WHAT YOU SHOULD DO - Search the records that follow and extract every line containing the string "async".

Records excerpted from a collection:
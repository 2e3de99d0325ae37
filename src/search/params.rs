//! Search parameters and configuration
//!
//! Controls the fixed search depth, the position cache, and the root
//! selection policies (random fallback, opening override).

/// Default search depth in plies
pub const DEFAULT_DEPTH: u8 = 4;

/// Opening played by the override, one SAN move per full move
pub const DEFAULT_OPENING: [&str; 2] = ["e4", "Nc3"];

/// Search parameters for the engine
#[derive(Debug, Clone, PartialEq, Eq)]
pub struct SearchParams {
    /// Search depth in plies, counted from the root
    pub depth: u8,

    /// Memoize subtree scores in the position cache
    pub enable_cache: bool,

    /// Play a random legal move when every move loses to a forced mate
    pub enable_random_fallback: bool,

    /// Bypass the search on White's first full moves
    pub enable_opening_override: bool,

    /// SAN moves played by the opening override, indexed by full move - 1
    pub opening: Vec<String>,

    /// Seed for the fallback RNG (None = seeded from entropy)
    pub seed: Option<u64>,
}

impl Default for SearchParams {
    fn default() -> Self {
        Self {
            depth: DEFAULT_DEPTH,
            enable_cache: true,
            enable_random_fallback: true,
            enable_opening_override: false,
            opening: DEFAULT_OPENING.iter().map(|s| s.to_string()).collect(),
            seed: None,
        }
    }
}

impl SearchParams {
    /// Create new search params with default values
    pub fn new() -> Self {
        Self::default()
    }

    /// Set search depth in plies (at least 1)
    pub fn depth(mut self, depth: u8) -> Self {
        self.depth = depth.max(1);
        self
    }

    /// Enable or disable the position cache
    pub fn enable_cache(mut self, enable: bool) -> Self {
        self.enable_cache = enable;
        self
    }

    /// Enable or disable the random move on forced loss
    pub fn enable_random_fallback(mut self, enable: bool) -> Self {
        self.enable_random_fallback = enable;
        self
    }

    /// Enable or disable the fixed opening
    pub fn enable_opening_override(mut self, enable: bool) -> Self {
        self.enable_opening_override = enable;
        self
    }

    /// Replace the SAN moves played by the opening override
    pub fn opening<I, S>(mut self, moves: I) -> Self
    where
        I: IntoIterator<Item = S>,
        S: Into<String>,
    {
        self.opening = moves.into_iter().map(Into::into).collect();
        self
    }

    /// Fix the fallback RNG seed
    pub fn seed(mut self, seed: u64) -> Self {
        self.seed = Some(seed);
        self
    }
}
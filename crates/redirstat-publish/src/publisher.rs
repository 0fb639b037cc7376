use crate::{Error, Result};
use reqwest::{header::CONTENT_TYPE, Client, StatusCode};
use std::path::Path;

/// Credentials and endpoint for the statistics-consuming API.
#[derive(Debug, Clone)]
pub struct ApiConfig {
    pub url: String,
    pub user: String,
    pub password: String,
}

/// Raw response from the remote endpoint, reported to the operator as-is.
/// An HTTP error status is not a local fault.
#[derive(Debug)]
pub struct ApiResponse {
    pub status: StatusCode,
    pub body: String,
}

pub struct Publisher {
    client: Client,
    config: ApiConfig,
}

impl Publisher {
    pub fn new(config: ApiConfig) -> Self {
        Self {
            client: Client::new(),
            config,
        }
    }

    /// Persist the document to the local artifact path, overwriting any
    /// prior content.
    pub fn write_local(&self, path: &Path, xml: &str) -> Result<()> {
        std::fs::write(path, xml).map_err(|source| Error::LocalWrite {
            path: path.to_path_buf(),
            source,
        })?;

        tracing::info!("Wrote {} bytes to {}", xml.len(), path.display());
        Ok(())
    }

    /// PUT the document to the configured URL with basic-auth
    /// credentials. Returns the response whatever its status; only a
    /// network-level failure is an error.
    pub async fn upload(&self, xml: &str) -> Result<ApiResponse> {
        tracing::info!("Uploading statistics to {}", self.config.url);

        let response = self
            .client
            .put(&self.config.url)
            .basic_auth(&self.config.user, Some(&self.config.password))
            .header(CONTENT_TYPE, "application/xml")
            .body(xml.to_string())
            .send()
            .await?;

        let status = response.status();
        let body = response.text().await?;

        Ok(ApiResponse { status, body })
    }
}
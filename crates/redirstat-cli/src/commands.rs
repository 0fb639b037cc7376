use anyhow::{Context, Result};
use std::path::Path;

use crate::cli::{Cli, Commands};
use redirstat_core::StatsTree;
use redirstat_db::{CounterSource, Database, DbConfig};
use redirstat_publish::{ApiConfig, Publisher};

/// Run the export pipeline: fetch -> aggregate -> serialize, then either
/// print the document (dump) or write it locally and upload it (export).
/// Strictly sequential; a failed stage aborts the run with a non-zero
/// exit status at the binary edge.
pub async fn execute(cli: Cli) -> Result<()> {
    let db_config = DbConfig {
        host: cli.db_host,
        port: cli.db_port,
        user: cli.db_user,
        password: cli.db_password,
        database: cli.db_name,
        table: cli.db_table,
    };

    // A data-source failure aborts here, before any file write or HTTP
    // call.
    let database = Database::connect(&db_config)
        .await
        .context("cannot connect to the redirector database")?;

    match cli.command {
        Commands::Export {
            api_url,
            api_user,
            api_password,
            output,
        } => {
            let publisher = Publisher::new(ApiConfig {
                url: api_url,
                user: api_user,
                password: api_password,
            });

            export(&database, &publisher, &output).await
        }

        Commands::Dump => {
            let xml = build_document(&database).await?;
            print!("{}", xml);
            Ok(())
        }
    }
}

async fn export(
    source: &impl CounterSource,
    publisher: &Publisher,
    output: &Path,
) -> Result<()> {
    let xml = build_document(source).await?;

    publisher.write_local(output, &xml)?;
    println!("Wrote {}", output.display());

    let response = publisher.upload(&xml).await?;
    println!("API response: {}", response.status);
    if !response.body.is_empty() {
        println!("{}", response.body);
    }

    Ok(())
}

/// Fetch the full row set, aggregate it, and serialize the document.
async fn build_document(source: &impl CounterSource) -> Result<String> {
    let records = source
        .fetch_counters()
        .await
        .context("cannot read statistics table")?;

    let row_count = records.len();
    let tree = StatsTree::from_records(records);
    tracing::info!(
        "Aggregated {} rows into {} projects",
        row_count,
        tree.projects().len()
    );

    Ok(tree.to_xml())
}
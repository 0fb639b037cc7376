use anyhow::Result;
use clap::Parser;
use tracing_subscriber::{layer::SubscriberExt, util::SubscriberInitExt};

mod commands;
mod cli;

use cli::Cli;

#[tokio::main]
async fn main() -> Result<()> {
    // Initialize tracing
    tracing_subscriber::registry()
        .with(
            tracing_subscriber::EnvFilter::try_from_default_env()
                .unwrap_or_else(|_| "redirstat=info".into()),
        )
        .with(tracing_subscriber::fmt::layer())
        .init();

    // Load environment variables
    dotenv::dotenv().ok();

    let cli = Cli::parse();

    commands::execute(cli).await
}
use crate::{Error, Result};
use chrono::{DateTime, Utc};
use serde::{Deserialize, Serialize};

/// One row of the redirector's statistics table: an observed download
/// count for a specific file/version/architecture combination.
#[derive(Debug, Clone, PartialEq, Serialize, Deserialize)]
pub struct CounterRecord {
    pub project: String,
    pub package: String,
    pub repository: String,
    pub arch: String,
    pub count: i64,
    pub filename: String,
    pub filetype: String,
    pub version: String,
    pub release: String,
    pub created_at: DateTime<Utc>,
    pub counted_at: DateTime<Utc>,
}

impl CounterRecord {
    /// Check the fields a row must carry to be exportable. Called at the
    /// data-source boundary so malformed rows fail there, naming the row,
    /// and never reach the serializer.
    pub fn validate(&self) -> Result<()> {
        if self.count < 0 {
            return Err(self.invalid(format!("negative count {}", self.count)));
        }

        for (field, value) in [
            ("project", &self.project),
            ("package", &self.package),
            ("repository", &self.repository),
            ("arch", &self.arch),
            ("filename", &self.filename),
        ] {
            if value.is_empty() {
                return Err(self.invalid(format!("empty {} field", field)));
            }
        }

        Ok(())
    }

    /// Grouping key of this record: (project, package, repository, arch).
    pub fn grouping_key(&self) -> (&str, &str, &str, &str) {
        (
            &self.project,
            &self.package,
            &self.repository,
            &self.arch,
        )
    }

    /// Short identification used in diagnostics.
    pub fn describe(&self) -> String {
        format!(
            "{}/{}/{}/{} {}",
            self.project, self.package, self.repository, self.arch, self.filename
        )
    }

    fn invalid(&self, reason: String) -> Error {
        Error::InvalidRecord {
            record: self.describe(),
            reason,
        }
    }
}
use crate::{CounterRecord, StatsTree};
use chrono::SecondsFormat;
use std::fmt::Write;

const DECLARATION: &str = "<?xml version=\"1.0\" encoding=\"UTF-8\"?>";
const INDENT: &str = "  ";

impl StatsTree {
    /// Serialize the tree into the `redirect_stats` document consumed by
    /// the build service API.
    ///
    /// Output is deterministic: groups appear in ascending lexical order
    /// at every level, leaf records in input order. Timestamps render as
    /// RFC 3339 / xmlschema with a `Z` suffix. Serialization cannot fail
    /// for records that passed boundary validation.
    pub fn to_xml(&self) -> String {
        let mut out = String::new();
        out.push_str(DECLARATION);
        out.push('\n');

        if self.is_empty() {
            out.push_str("<redirect_stats/>\n");
            return out;
        }

        out.push_str("<redirect_stats>\n");
        for (project, packages) in &self.projects {
            open_named(&mut out, 1, "project", project);
            for (package, repositories) in packages {
                open_named(&mut out, 2, "package", package);
                for (repository, arches) in repositories {
                    open_named(&mut out, 3, "repository", repository);
                    for (arch, records) in arches {
                        open_named(&mut out, 4, "arch", arch);
                        for record in records {
                            write_count(&mut out, 5, record);
                        }
                        close(&mut out, 4, "arch");
                    }
                    close(&mut out, 3, "repository");
                }
                close(&mut out, 2, "package");
            }
            close(&mut out, 1, "project");
        }
        out.push_str("</redirect_stats>\n");
        out
    }
}

fn open_named(out: &mut String, depth: usize, tag: &str, name: &str) {
    indent(out, depth);
    let _ = writeln!(out, "<{} name=\"{}\">", tag, escape(name));
}

fn close(out: &mut String, depth: usize, tag: &str) {
    indent(out, depth);
    let _ = writeln!(out, "</{}>", tag);
}

fn write_count(out: &mut String, depth: usize, record: &CounterRecord) {
    indent(out, depth);
    let _ = writeln!(
        out,
        "<count filename=\"{}\" filetype=\"{}\" version=\"{}\" release=\"{}\" \
         created_at=\"{}\" counted_at=\"{}\">{}</count>",
        escape(&record.filename),
        escape(&record.filetype),
        escape(&record.version),
        escape(&record.release),
        xmlschema(&record.created_at),
        xmlschema(&record.counted_at),
        record.count,
    );
}

fn indent(out: &mut String, depth: usize) {
    for _ in 0..depth {
        out.push_str(INDENT);
    }
}

fn xmlschema(ts: &chrono::DateTime<chrono::Utc>) -> String {
    ts.to_rfc3339_opts(SecondsFormat::Secs, true)
}

/// Escape the XML-reserved characters for element text and double-quoted
/// attribute values.
fn escape(value: &str) -> String {
    let mut escaped = String::with_capacity(value.len());
    for c in value.chars() {
        match c {
            '&' => escaped.push_str("&amp;"),
            '<' => escaped.push_str("&lt;"),
            '>' => escaped.push_str("&gt;"),
            '"' => escaped.push_str("&quot;"),
            _ => escaped.push(c),
        }
    }
    escaped
}
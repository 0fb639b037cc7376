use clap::{Parser, Subcommand};
use std::path::PathBuf;

#[derive(Parser)]
#[command(name = "redirstat")]
#[command(about = "Export download-redirector statistics as XML", long_about = None)]
#[command(version)]
pub struct Cli {
    #[command(subcommand)]
    pub command: Commands,

    /// Database host
    #[arg(long, env = "REDIRSTAT_DB_HOST", default_value = "localhost")]
    pub db_host: String,

    /// Database port
    #[arg(long, env = "REDIRSTAT_DB_PORT", default_value = "3306")]
    pub db_port: u16,

    /// Database user
    #[arg(long, env = "REDIRSTAT_DB_USER", default_value = "root")]
    pub db_user: String,

    /// Database password
    #[arg(long, env = "REDIRSTAT_DB_PASSWORD", default_value = "")]
    pub db_password: String,

    /// Database name
    #[arg(long, env = "REDIRSTAT_DB_NAME", default_value = "redirector")]
    pub db_name: String,

    /// Statistics table to export
    #[arg(long, env = "REDIRSTAT_DB_TABLE", default_value = "redirect_stats")]
    pub db_table: String,
}

#[derive(Subcommand)]
pub enum Commands {
    /// Export the statistics table and upload it to the API
    Export {
        /// API endpoint for the HTTP PUT
        #[arg(long, env = "REDIRSTAT_API_URL")]
        api_url: String,

        /// API user for basic auth
        #[arg(long, env = "REDIRSTAT_API_USER")]
        api_user: String,

        /// API password for basic auth
        #[arg(long, env = "REDIRSTAT_API_PASSWORD")]
        api_password: String,

        /// Local artifact path, overwritten each run
        #[arg(long, default_value = "/tmp/redirect_stats.xml")]
        output: PathBuf,
    },

    /// Print the XML document on stdout without writing or uploading
    Dump,
}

ANSWER BOX -
    pub async fn upload(&self, xml: &str) -> Result<ApiResponse> {
pub async fn execute(cli: Cli) -> Result<()> {
async fn export(
async fn build_document(source: &impl CounterSource) -> Result<String> {
async fn main() -> Result<()> {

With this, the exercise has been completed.